А между тем в июне 1917 года на жарком и безмолвном рассвете на реках и речках, опушках лесов, в пушистой осоке болот началось наступление Юго-Западного фронта на западе Украины и Белоруссии, в Бессарабии, жестокое и постылое для солдат, тянувшихся домой получать землю. Тысячи и тысячи солдат погибли в эти жаркие месяцы лета. А в начале осени началось отступление, под дождями, в распутицу, в дорожной грязи, при зареве нескончаемых пожаров.
В это лето Феня вырезала мне кресты из золотой бумаги. Я ходил воинственный, как драчливый петух.
— Что за кресты? Глупости! Ты уже достаточно взрослый, — сердился отец. — Отвратительная бумажная мишура.
Нет, я не понимал отца, я восхищался музыкой военных оркестров. Мы ходили с Феней слушать их в сад над Днепром.
Осенью из поездки на Юго-Западный фронт вернулся Владимир Игнатьевич, помрачневший и похудевший.
— Приходи, дружок, — сказал он мне, — познакомлю с пани Катериной; привез с фронта. Такие дела.
Пани Катерине, маленькой, белокурой и черноглазой, было года четыре.
Пани Катерина плохо понимала по-русски и говорила по-польски. Никто, кроме Владимира Игнатьевича, не умел с ней разговаривать. Она жила на Карпатах с матерью. Они возвращались от родных в прифронтовой полосе, и шквал отступления захлестнул их на дороге. Они потеряли друг друга. Девочку подобрал Владимир Игнатьевич.

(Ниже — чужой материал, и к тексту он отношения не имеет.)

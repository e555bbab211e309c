//! Shared helpers for the integration tests: a handler that records every
//! callback as a line of text.

#![allow(dead_code)]

use xmlscan::document::{Attributes, DocumentHandler};
use xmlscan::entity::{InputSource, ResourceIdentifier};
use xmlscan::error::{ErrorSeverity, ParseDiagnostic, ParseError};
use xmlscan::parser::{scan_source, ParseOptions};
use xmlscan::util::qname::QName;

/// Records events as `name(args)` lines and diagnostics separately.
#[derive(Debug, Default)]
pub struct Recorder {
    pub events: Vec<String>,
    pub diagnostics: Vec<(ErrorSeverity, &'static str)>,
    /// Open general entities, for the depth-conservation checks.
    pub entity_depth: isize,
    pub max_entity_depth: isize,
}

impl Recorder {
    /// All `characters` payloads joined together.
    pub fn text(&self) -> String {
        self.events
            .iter()
            .filter_map(|e| e.strip_prefix("characters(")?.strip_suffix(')'))
            .collect()
    }

    pub fn count(&self, prefix: &str) -> usize {
        self.events.iter().filter(|e| e.starts_with(prefix)).count()
    }
}

fn name(name: &QName) -> String {
    match name.uri_str() {
        Some(uri) => format!("{}{{{uri}}}", name.rawname),
        None => name.rawname.to_string(),
    }
}

fn attributes(attributes: &Attributes) -> String {
    attributes
        .iter()
        .map(|a| format!("{}={}", name(&a.name), a.value))
        .collect::<Vec<_>>()
        .join(",")
}

impl DocumentHandler for Recorder {
    fn start_document(&mut self) {
        self.events.push("startDocument".to_string());
    }

    fn xml_decl(&mut self, version: &str, encoding: Option<&str>, standalone: Option<bool>) {
        let mut line = format!("xmlDecl(version={version}");
        if let Some(encoding) = encoding {
            line.push_str(&format!(",encoding={encoding}"));
        }
        if let Some(standalone) = standalone {
            line.push_str(&format!(",standalone={standalone}"));
        }
        line.push(')');
        self.events.push(line);
    }

    fn text_decl(&mut self, version: Option<&str>, encoding: Option<&str>) {
        self.events.push(format!(
            "textDecl({},{})",
            version.unwrap_or("-"),
            encoding.unwrap_or("-")
        ));
    }

    fn doctype_decl(&mut self, root_name: &str, _public_id: Option<&str>, system_id: Option<&str>) {
        self.events
            .push(format!("doctype({root_name},{})", system_id.unwrap_or("-")));
    }

    fn end_dtd(&mut self) {
        self.events.push("endDTD".to_string());
    }

    fn start_prefix_mapping(&mut self, prefix: &str, uri: &str) {
        self.events.push(format!("startPrefix({prefix}={uri})"));
    }

    fn end_prefix_mapping(&mut self, prefix: &str) {
        self.events.push(format!("endPrefix({prefix})"));
    }

    fn start_element(&mut self, qname: &QName, attrs: &Attributes) {
        self.events
            .push(format!("startElement({},[{}])", name(qname), attributes(attrs)));
    }

    fn empty_element(&mut self, qname: &QName, attrs: &Attributes) {
        self.events
            .push(format!("emptyElement({},[{}])", name(qname), attributes(attrs)));
    }

    fn end_element(&mut self, qname: &QName) {
        self.events.push(format!("endElement({})", name(qname)));
    }

    fn characters(&mut self, text: &str) {
        self.events.push(format!("characters({text})"));
    }

    fn start_cdata(&mut self) {
        self.events.push("startCDATA".to_string());
    }

    fn end_cdata(&mut self) {
        self.events.push("endCDATA".to_string());
    }

    fn comment(&mut self, text: &str) {
        self.events.push(format!("comment({text})"));
    }

    fn processing_instruction(&mut self, target: &str, data: &str) {
        self.events.push(format!("pi({target},{data})"));
    }

    fn start_general_entity(&mut self, name: &str, _identifier: Option<&ResourceIdentifier>) {
        self.entity_depth += 1;
        self.max_entity_depth = self.max_entity_depth.max(self.entity_depth);
        self.events.push(format!("startEntity({name})"));
    }

    fn end_general_entity(&mut self, name: &str) {
        self.entity_depth -= 1;
        self.events.push(format!("endEntity({name})"));
    }

    fn skipped_entity(&mut self, name: &str) {
        self.events.push(format!("skippedEntity({name})"));
    }

    fn end_document(&mut self) {
        self.events.push("endDocument".to_string());
    }

    fn warning(&mut self, diagnostic: &ParseDiagnostic) {
        self.diagnostics.push((diagnostic.severity, diagnostic.code));
    }

    fn error(&mut self, diagnostic: &ParseDiagnostic) {
        self.diagnostics.push((diagnostic.severity, diagnostic.code));
    }

    fn fatal_error(&mut self, diagnostic: &ParseDiagnostic) {
        self.diagnostics.push((diagnostic.severity, diagnostic.code));
    }
}

/// Scans `input` to the end and returns what was recorded along with the
/// outcome.
pub fn record(input: &str, options: &ParseOptions) -> (Recorder, Result<(), ParseError>) {
    record_source(InputSource::from_string(input), options)
}

pub fn record_source(source: InputSource, options: &ParseOptions) -> (Recorder, Result<(), ParseError>) {
    let mut recorder = Recorder::default();
    let result = scan_source(source, options, &mut recorder);
    (recorder, result)
}

/// Scans `input`, which must be well-formed, and returns the events.
pub fn events(input: &str, options: &ParseOptions) -> Vec<String> {
    let (recorder, result) = record(input, options);
    if let Err(e) = result {
        panic!("unexpected error: {e}\nevents so far: {:#?}", recorder.events);
    }
    recorder.events
}

/// Scans `input`, which must be malformed, and returns the error.
pub fn error(input: &str, options: &ParseOptions) -> ParseError {
    let (recorder, result) = record(input, options);
    match result {
        Ok(()) => panic!("expected an error, got events: {:#?}", recorder.events),
        Err(e) => e,
    }
}
//! XML character classes for XML 1.0 (Fifth Edition) and XML 1.1.

use std::fmt;

/// The XML version governing character validity and newline handling.
#[derive(Debug, Clone, Copy, PartialEq, Eq, Default)]
pub enum XmlVersion {
    /// XML 1.0 (also used for `1.x` versions other than `1.1`).
    #[default]
    V1_0,
    /// XML 1.1.
    V1_1,
}

impl XmlVersion {
    /// Maps a `VersionNum` to a version. Any `1.x` other than `1.1` is
    /// processed as XML 1.0.
    #[must_use]
    pub fn from_version_num(s: &str) -> Option<Self> {
        if !is_valid_version_num(s) {
            return None;
        }
        Some(if s == "1.1" {
            XmlVersion::V1_1
        } else {
            XmlVersion::V1_0
        })
    }

    /// Returns `true` if `c` is a legal character of this version.
    #[must_use]
    pub fn is_char(self, c: char) -> bool {
        match self {
            XmlVersion::V1_0 => is_xml_char(c),
            XmlVersion::V1_1 => is_xml11_char(c),
        }
    }

    /// Returns `true` if `c` may appear literally in an entity with the
    /// given externality. XML 1.1 restricted characters are only allowed
    /// in internal entities, where they stem from character references in
    /// the replacement text.
    #[must_use]
    pub fn is_literal_char(self, c: char, external: bool) -> bool {
        match self {
            XmlVersion::V1_0 => is_xml_char(c),
            XmlVersion::V1_1 => is_xml11_char(c) && !(external && is_xml11_restricted(c)),
        }
    }
}

impl fmt::Display for XmlVersion {
    fn fmt(&self, f: &mut fmt::Formatter<'_>) -> fmt::Result {
        match self {
            XmlVersion::V1_0 => f.write_str("1.0"),
            XmlVersion::V1_1 => f.write_str("1.1"),
        }
    }
}

/// Returns `true` if `c` is a valid `Char` per XML 1.0 §2.2 `[2]`.
///
/// `#x9 | #xA | #xD | [#x20-#xD7FF] | [#xE000-#xFFFD] | [#x10000-#x10FFFF]`
#[must_use]
pub fn is_xml_char(c: char) -> bool {
    matches!(c as u32,
        0x09 | 0x0A | 0x0D | 0x20..=0xD7FF | 0xE000..=0xFFFD | 0x0001_0000..=0x0010_FFFF
    )
}

/// Returns `true` if `c` is a valid `Char` per XML 1.1 §2.2 `[2]`.
#[must_use]
pub fn is_xml11_char(c: char) -> bool {
    matches!(c as u32,
        0x01..=0xD7FF | 0xE000..=0xFFFD | 0x0001_0000..=0x0010_FFFF
    )
}

/// Returns `true` if `c` is an XML 1.1 `RestrictedChar` `[2a]`.
#[must_use]
pub fn is_xml11_restricted(c: char) -> bool {
    matches!(c as u32,
        0x01..=0x08 | 0x0B..=0x0C | 0x0E..=0x1F | 0x7F..=0x84 | 0x86..=0x9F
    )
}

/// Returns `true` if `c` is a valid `NameStartChar` per XML 1.0 §2.3 `[4]`.
#[must_use]
pub fn is_name_start_char(c: char) -> bool {
    matches!(c,
        ':' | 'A'..='Z' | '_' | 'a'..='z' |
        '\u{C0}'..='\u{D6}' | '\u{D8}'..='\u{F6}' | '\u{F8}'..='\u{2FF}' |
        '\u{370}'..='\u{37D}' | '\u{37F}'..='\u{1FFF}' |
        '\u{200C}'..='\u{200D}' | '\u{2070}'..='\u{218F}' |
        '\u{2C00}'..='\u{2FEF}' | '\u{3001}'..='\u{D7FF}' |
        '\u{F900}'..='\u{FDCF}' | '\u{FDF0}'..='\u{FFFD}' |
        '\u{10000}'..='\u{EFFFF}'
    )
}

/// Returns `true` if `c` is a valid `NameChar` per XML 1.0 §2.3 `[4a]`.
#[must_use]
pub fn is_name_char(c: char) -> bool {
    is_name_start_char(c)
        || matches!(c,
            '-' | '.' | '0'..='9' | '\u{B7}' |
            '\u{300}'..='\u{36F}' | '\u{203F}'..='\u{2040}'
        )
}

/// `NameStartChar` without the colon.
#[must_use]
pub fn is_ncname_start_char(c: char) -> bool {
    c != ':' && is_name_start_char(c)
}

/// `NameChar` without the colon.
#[must_use]
pub fn is_ncname_char(c: char) -> bool {
    c != ':' && is_name_char(c)
}

/// XML whitespace (`S`, §2.3 `[3]`).
#[must_use]
pub fn is_space(c: char) -> bool {
    matches!(c, ' ' | '\t' | '\n' | '\r')
}

/// Returns `true` if `c` is a valid `PubidChar` per XML 1.0 §2.3 `[13]`.
#[must_use]
pub fn is_pubid_char(c: char) -> bool {
    matches!(c,
        ' ' | '\r' | '\n' |
        'a'..='z' | 'A'..='Z' | '0'..='9' |
        '-' | '\'' | '(' | ')' | '+' | ',' | '.' | '/' | ':' |
        '=' | '?' | ';' | '!' | '*' | '#' | '@' | '$' | '_' | '%'
    )
}

/// Validates an XML version number, `VersionNum ::= '1.' [0-9]+`.
#[must_use]
pub fn is_valid_version_num(s: &str) -> bool {
    if let Some(rest) = s.strip_prefix("1.") {
        !rest.is_empty() && rest.bytes().all(|b| b.is_ascii_digit())
    } else {
        false
    }
}

/// Validates an encoding name, `EncName ::= [A-Za-z] ([A-Za-z0-9._] | '-')*`.
#[must_use]
pub fn is_valid_encoding_name(s: &str) -> bool {
    let bytes = s.as_bytes();
    if bytes.is_empty() || !bytes[0].is_ascii_alphabetic() {
        return false;
    }
    bytes[1..]
        .iter()
        .all(|&b| b.is_ascii_alphanumeric() || b == b'.' || b == b'_' || b == b'-')
}

#[cfg(test)]
mod tests {
    use super::*;

    #[test]
    fn test_xml10_chars() {
        assert!(is_xml_char('\t'));
        assert!(is_xml_char('\u{10FFFF}'));
        assert!(!is_xml_char('\u{1}'));
        assert!(!is_xml_char('\u{FFFE}'));
    }

    #[test]
    fn test_xml11_restricted_chars() {
        assert!(is_xml11_char('\u{1}'));
        assert!(is_xml11_restricted('\u{1}'));
        assert!(!is_xml11_restricted('\u{85}'));
        assert!(XmlVersion::V1_1.is_literal_char('\u{1}', false));
        assert!(!XmlVersion::V1_1.is_literal_char('\u{1}', true));
        assert!(!XmlVersion::V1_0.is_literal_char('\u{1}', false));
    }

    #[test]
    fn test_name_classes() {
        assert!(is_name_start_char(':'));
        assert!(!is_ncname_start_char(':'));
        assert!(is_name_char('-'));
        assert!(!is_name_start_char('-'));
        assert!(is_name_start_char('\u{10000}'));
        assert!(!is_ncname_char(':'));
    }

    #[test]
    fn test_version_num() {
        assert_eq!(XmlVersion::from_version_num("1.0"), Some(XmlVersion::V1_0));
        assert_eq!(XmlVersion::from_version_num("1.1"), Some(XmlVersion::V1_1));
        assert_eq!(XmlVersion::from_version_num("1.7"), Some(XmlVersion::V1_0));
        assert_eq!(XmlVersion::from_version_num("2.0"), None);
        assert_eq!(XmlVersion::from_version_num("1."), None);
        assert_eq!(XmlVersion::V1_1.to_string(), "1.1");
    }

    #[test]
    fn test_encoding_name() {
        assert!(is_valid_encoding_name("UTF-8"));
        assert!(is_valid_encoding_name("ISO_8859-1"));
        assert!(!is_valid_encoding_name("8859"));
        assert!(!is_valid_encoding_name(""));
    }

    #[test]
    fn test_pubid_chars() {
        assert!(is_pubid_char('-'));
        assert!(!is_pubid_char('"'));
        assert!(!is_pubid_char('\t'));
    }
}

Он не раз, когда я стал старше, рассказывал мне о том вечере, и я все в нем вижу. И осеннюю ненастную ночь, и бедную хату в стороне от дороги, и низкую деревянную кровать, покрытую лоскутным одеялом. Подле нее на табурете теплится свечка в походном фонаре; от ее света вблизи все золотистое, почти сказочное, и в нем мокрая, грязная и плачущая пани Катерина. Все остальное в комнате отступило в ночь, в рембрандтовские тени. Хозяин, старый человек, стоит тут же с глиняной небольшой макитрой и тряпкой. Он собирается мыть пани Катерину. А в другом углу хаты на дощатом столе, при другой свече, вестовой разложил докторский ужин. Есть в этой картине с глубокими золотистыми тенями что-то древнее, библейское. Какая-то вечная тоска и печаль о великой бессмысленности страданий человеческих, о тщетности, как тысячи лет назад, найти счастье для людей на полях войны.